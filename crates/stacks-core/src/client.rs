use crate::chat_log::ChatEntry;
use anyhow::{anyhow, Result};
use async_trait::async_trait;
use reqwest::Client;
use serde::{Deserialize, Serialize};
use tracing::debug;

/// Body of `POST /ask`
#[derive(Debug, Clone, PartialEq, Serialize, Deserialize)]
pub struct AskRequest {
    pub user_id: String,
    pub question: String,
    pub chat_id: String,
    /// Earlier exchanges of the same session, oldest first
    pub history: Vec<ChatEntry>,
}

#[derive(Deserialize)]
struct AskResponse {
    response: String,
}

/// Anything that can answer a question; the HTTP client in production, a
/// scripted stand-in under test.
#[async_trait]
pub trait AskBackend: Send + Sync {
    async fn ask(&self, request: &AskRequest) -> Result<String>;

    /// Where questions go, for pointing the user at a server that is down
    fn base_url(&self) -> Option<&str> {
        None
    }
}

#[derive(Clone)]
pub struct AskClient {
    client: Client,
    base_url: String,
}

impl AskClient {
    pub fn new(base_url: &str) -> Self {
        Self {
            client: Client::new(),
            base_url: base_url.trim_end_matches('/').to_string(),
        }
    }
}

#[async_trait]
impl AskBackend for AskClient {
    async fn ask(&self, request: &AskRequest) -> Result<String> {
        let url = format!("{}/ask", self.base_url);
        debug!(%url, chat_id = %request.chat_id, history = request.history.len(), "sending question");

        let response = self
            .client
            .post(&url)
            .header("Accept", "application/json")
            .json(request)
            .send()
            .await
            .map_err(|e| anyhow!("Could not reach {}: {}", url, e))?;

        if !response.status().is_success() {
            let status = response.status();
            let text = response.text().await.unwrap_or_default();
            return Err(anyhow!("Ask endpoint error {}: {}", status, text));
        }

        let ask_response: AskResponse = response.json().await?;
        Ok(ask_response.response)
    }

    fn base_url(&self) -> Option<&str> {
        Some(&self.base_url)
    }
}

#[cfg(test)]
mod tests {
    use super::*;

    #[test]
    fn test_trailing_slash_is_trimmed() {
        let client = AskClient::new("http://localhost:5000/");
        assert_eq!(client.base_url(), Some("http://localhost:5000"));
    }

    #[test]
    fn test_request_wire_format() {
        let request = AskRequest {
            user_id: "u1".to_string(),
            question: "hi".to_string(),
            chat_id: "s1".to_string(),
            history: Vec::new(),
        };
        let value = serde_json::to_value(&request).unwrap();

        assert_eq!(
            value,
            serde_json::json!({"user_id": "u1", "question": "hi", "chat_id": "s1", "history": []})
        );
    }
}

### Task to carry out
Which lines above contain the word "AskClient"? Show each of them.

### Reply
pub struct AskClient {
impl AskClient {
impl AskBackend for AskClient {
        let client = AskClient::new("http://localhost:5000/");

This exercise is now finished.